↓

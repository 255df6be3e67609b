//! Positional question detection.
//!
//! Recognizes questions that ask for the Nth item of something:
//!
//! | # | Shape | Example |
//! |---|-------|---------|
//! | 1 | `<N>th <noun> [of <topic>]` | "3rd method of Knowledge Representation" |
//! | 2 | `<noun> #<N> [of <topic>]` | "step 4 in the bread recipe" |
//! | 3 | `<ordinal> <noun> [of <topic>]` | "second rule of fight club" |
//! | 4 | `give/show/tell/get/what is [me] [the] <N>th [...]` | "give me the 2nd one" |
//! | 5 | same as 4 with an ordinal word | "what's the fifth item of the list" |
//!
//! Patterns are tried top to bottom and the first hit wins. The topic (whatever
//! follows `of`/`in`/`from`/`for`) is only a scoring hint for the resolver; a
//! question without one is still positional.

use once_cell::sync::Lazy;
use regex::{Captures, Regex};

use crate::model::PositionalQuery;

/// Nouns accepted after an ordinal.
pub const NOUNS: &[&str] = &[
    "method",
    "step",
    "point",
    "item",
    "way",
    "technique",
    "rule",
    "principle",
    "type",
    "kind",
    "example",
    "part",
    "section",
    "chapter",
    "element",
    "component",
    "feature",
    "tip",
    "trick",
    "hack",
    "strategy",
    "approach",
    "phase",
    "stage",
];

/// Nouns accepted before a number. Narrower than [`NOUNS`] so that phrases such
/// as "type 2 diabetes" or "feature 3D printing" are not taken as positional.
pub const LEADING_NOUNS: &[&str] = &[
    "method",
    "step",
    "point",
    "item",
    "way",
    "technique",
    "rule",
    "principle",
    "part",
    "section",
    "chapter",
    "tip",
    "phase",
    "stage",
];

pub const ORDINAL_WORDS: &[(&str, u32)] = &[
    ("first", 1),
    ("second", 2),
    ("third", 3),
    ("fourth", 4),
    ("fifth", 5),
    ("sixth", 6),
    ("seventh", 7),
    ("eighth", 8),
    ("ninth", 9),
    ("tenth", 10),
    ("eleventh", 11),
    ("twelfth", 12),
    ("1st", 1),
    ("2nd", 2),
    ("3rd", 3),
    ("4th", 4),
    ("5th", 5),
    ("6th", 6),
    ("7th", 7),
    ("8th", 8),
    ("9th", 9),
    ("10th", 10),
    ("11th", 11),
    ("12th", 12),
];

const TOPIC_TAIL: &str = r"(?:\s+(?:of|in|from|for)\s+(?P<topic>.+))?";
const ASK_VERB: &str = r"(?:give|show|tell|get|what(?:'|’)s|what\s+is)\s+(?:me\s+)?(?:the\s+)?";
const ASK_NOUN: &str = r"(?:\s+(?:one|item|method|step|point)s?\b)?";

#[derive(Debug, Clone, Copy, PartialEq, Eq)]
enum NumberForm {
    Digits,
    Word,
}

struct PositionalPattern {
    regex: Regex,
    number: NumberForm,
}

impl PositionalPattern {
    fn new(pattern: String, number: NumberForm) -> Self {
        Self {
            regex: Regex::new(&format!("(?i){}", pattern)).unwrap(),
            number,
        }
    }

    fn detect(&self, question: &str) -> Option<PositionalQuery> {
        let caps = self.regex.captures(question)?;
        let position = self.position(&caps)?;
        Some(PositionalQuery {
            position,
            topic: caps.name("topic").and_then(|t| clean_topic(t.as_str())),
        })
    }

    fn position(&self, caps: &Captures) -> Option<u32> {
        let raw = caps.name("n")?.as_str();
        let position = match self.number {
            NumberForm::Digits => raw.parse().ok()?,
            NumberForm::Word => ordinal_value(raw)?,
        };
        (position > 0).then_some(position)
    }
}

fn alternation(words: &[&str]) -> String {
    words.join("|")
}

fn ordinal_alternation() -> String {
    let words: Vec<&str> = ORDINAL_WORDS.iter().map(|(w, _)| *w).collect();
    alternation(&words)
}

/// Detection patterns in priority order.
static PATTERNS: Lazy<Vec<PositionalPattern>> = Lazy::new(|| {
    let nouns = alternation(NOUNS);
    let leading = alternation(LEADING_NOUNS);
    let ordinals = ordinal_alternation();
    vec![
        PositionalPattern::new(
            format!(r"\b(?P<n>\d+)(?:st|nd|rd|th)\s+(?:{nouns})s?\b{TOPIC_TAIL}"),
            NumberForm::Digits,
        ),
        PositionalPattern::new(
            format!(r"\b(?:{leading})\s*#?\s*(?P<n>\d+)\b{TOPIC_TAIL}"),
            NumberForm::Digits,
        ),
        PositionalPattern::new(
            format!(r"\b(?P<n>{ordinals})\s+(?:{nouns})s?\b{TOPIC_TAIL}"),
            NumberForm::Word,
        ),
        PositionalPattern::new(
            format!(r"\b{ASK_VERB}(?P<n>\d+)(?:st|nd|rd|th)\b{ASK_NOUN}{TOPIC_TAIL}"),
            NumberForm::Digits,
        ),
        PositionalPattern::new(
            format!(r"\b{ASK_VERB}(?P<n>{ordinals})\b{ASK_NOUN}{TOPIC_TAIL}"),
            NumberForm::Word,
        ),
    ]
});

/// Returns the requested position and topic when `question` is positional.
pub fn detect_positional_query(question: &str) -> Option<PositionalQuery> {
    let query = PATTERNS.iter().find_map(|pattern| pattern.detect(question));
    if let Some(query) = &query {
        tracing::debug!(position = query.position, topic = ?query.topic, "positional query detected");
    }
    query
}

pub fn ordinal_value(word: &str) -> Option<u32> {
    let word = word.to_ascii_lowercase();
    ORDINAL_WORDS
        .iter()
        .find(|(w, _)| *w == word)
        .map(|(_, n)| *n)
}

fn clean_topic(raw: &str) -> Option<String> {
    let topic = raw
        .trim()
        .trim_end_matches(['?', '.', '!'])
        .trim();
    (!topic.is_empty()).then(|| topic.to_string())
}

↑

* [Problem statement]
From the first line to the last, please write out the entries exactly.

* [Solution]
repository 255df6be3e67609b
//! Positional question detection.
//!
//! Recognizes questions that ask for the Nth item of something:
//!
//! | # | Shape | Example |
//! |---|-------|---------|
//! | 1 | `<N>th <noun> [of <topic>]` | "3rd method of Knowledge Representation" |
//! | 2 | `<noun> #<N> [of <topic>]` | "step 4 in the bread recipe" |
//! | 3 | `<ordinal> <noun> [of <topic>]` | "second rule of fight club" |
//! | 4 | `give/show/tell/get/what is [me] [the] <N>th [...]` | "give me the 2nd one" |
//! | 5 | same as 4 with an ordinal word | "what's the fifth item of the list" |
//!
//! Patterns are tried top to bottom and the first hit wins. The topic (whatever
//! follows `of`/`in`/`from`/`for`) is only a scoring hint for the resolver; a
//! question without one is still positional.

use once_cell::sync::Lazy;
use regex::{Captures, Regex};

use crate::model::PositionalQuery;

/// Nouns accepted after an ordinal.
pub const NOUNS: &[&str] = &[
    "method",
    "step",
    "point",
    "item",
    "way",
    "technique",
    "rule",
    "principle",
    "type",
    "kind",
    "example",
    "part",
    "section",
    "chapter",
    "element",
    "component",
    "feature",
    "tip",
    "trick",
    "hack",
    "strategy",
    "approach",
    "phase",
    "stage",
];

/// Nouns accepted before a number. Narrower than [`NOUNS`] so that phrases such
/// as "type 2 diabetes" or "feature 3D printing" are not taken as positional.
pub const LEADING_NOUNS: &[&str] = &[
    "method",
    "step",
    "point",
    "item",
    "way",
    "technique",
    "rule",
    "principle",
    "part",
    "section",
    "chapter",
    "tip",
    "phase",
    "stage",
];

pub const ORDINAL_WORDS: &[(&str, u32)] = &[
    ("first", 1),
    ("second", 2),
    ("third", 3),
    ("fourth", 4),
    ("fifth", 5),
    ("sixth", 6),
    ("seventh", 7),
    ("eighth", 8),
    ("ninth", 9),
    ("tenth", 10),
    ("eleventh", 11),
    ("twelfth", 12),
    ("1st", 1),
    ("2nd", 2),
    ("3rd", 3),
    ("4th", 4),
    ("5th", 5),
    ("6th", 6),
    ("7th", 7),
    ("8th", 8),
    ("9th", 9),
    ("10th", 10),
    ("11th", 11),
    ("12th", 12),
];

const TOPIC_TAIL: &str = r"(?:\s+(?:of|in|from|for)\s+(?P<topic>.+))?";
const ASK_VERB: &str = r"(?:give|show|tell|get|what(?:'|’)s|what\s+is)\s+(?:me\s+)?(?:the\s+)?";
const ASK_NOUN: &str = r"(?:\s+(?:one|item|method|step|point)s?\b)?";

#[derive(Debug, Clone, Copy, PartialEq, Eq)]
enum NumberForm {
    Digits,
    Word,
}

struct PositionalPattern {
    regex: Regex,
    number: NumberForm,
}

impl PositionalPattern {
    fn new(pattern: String, number: NumberForm) -> Self {
        Self {
            regex: Regex::new(&format!("(?i){}", pattern)).unwrap(),
            number,
        }
    }

    fn detect(&self, question: &str) -> Option<PositionalQuery> {
        let caps = self.regex.captures(question)?;
        let position = self.position(&caps)?;
        Some(PositionalQuery {
            position,
            topic: caps.name("topic").and_then(|t| clean_topic(t.as_str())),
        })
    }

    fn position(&self, caps: &Captures) -> Option<u32> {
        let raw = caps.name("n")?.as_str();
        let position = match self.number {
            NumberForm::Digits => raw.parse().ok()?,
            NumberForm::Word => ordinal_value(raw)?,
        };
        (position > 0).then_some(position)
    }
}

fn alternation(words: &[&str]) -> String {
    words.join("|")
}

fn ordinal_alternation() -> String {
    let words: Vec<&str> = ORDINAL_WORDS.iter().map(|(w, _)| *w).collect();
    alternation(&words)
}

/// Detection patterns in priority order.
static PATTERNS: Lazy<Vec<PositionalPattern>> = Lazy::new(|| {
    let nouns = alternation(NOUNS);
    let leading = alternation(LEADING_NOUNS);
    let ordinals = ordinal_alternation();
    vec![
        PositionalPattern::new(
            format!(r"\b(?P<n>\d+)(?:st|nd|rd|th)\s+(?:{nouns})s?\b{TOPIC_TAIL}"),
            NumberForm::Digits,
        ),
        PositionalPattern::new(
            format!(r"\b(?:{leading})\s*#?\s*(?P<n>\d+)\b{TOPIC_TAIL}"),
            NumberForm::Digits,
        ),
        PositionalPattern::new(
            format!(r"\b(?P<n>{ordinals})\s+(?:{nouns})s?\b{TOPIC_TAIL}"),
            NumberForm::Word,
        ),
        PositionalPattern::new(
            format!(r"\b{ASK_VERB}(?P<n>\d+)(?:st|nd|rd|th)\b{ASK_NOUN}{TOPIC_TAIL}"),
            NumberForm::Digits,
        ),
        PositionalPattern::new(
            format!(r"\b{ASK_VERB}(?P<n>{ordinals})\b{ASK_NOUN}{TOPIC_TAIL}"),
            NumberForm::Word,
        ),
    ]
});

/// Returns the requested position and topic when `question` is positional.
pub fn detect_positional_query(question: &str) -> Option<PositionalQuery> {
    let query = PATTERNS.iter().find_map(|pattern| pattern.detect(question));
    if let Some(query) = &query {
        tracing::debug!(position = query.position, topic = ?query.topic, "positional query detected");
    }
    query
}

pub fn ordinal_value(word: &str) -> Option<u32> {
    let word = word.to_ascii_lowercase();
    ORDINAL_WORDS
        .iter()
        .find(|(w, _)| *w == word)
        .map(|(_, n)| *n)
}

fn clean_topic(raw: &str) -> Option<String> {
    let topic = raw
        .trim()
        .trim_end_matches(['?', '.', '!'])
        .trim();
    (!topic.is_empty()).then(|| topic.to_string())
}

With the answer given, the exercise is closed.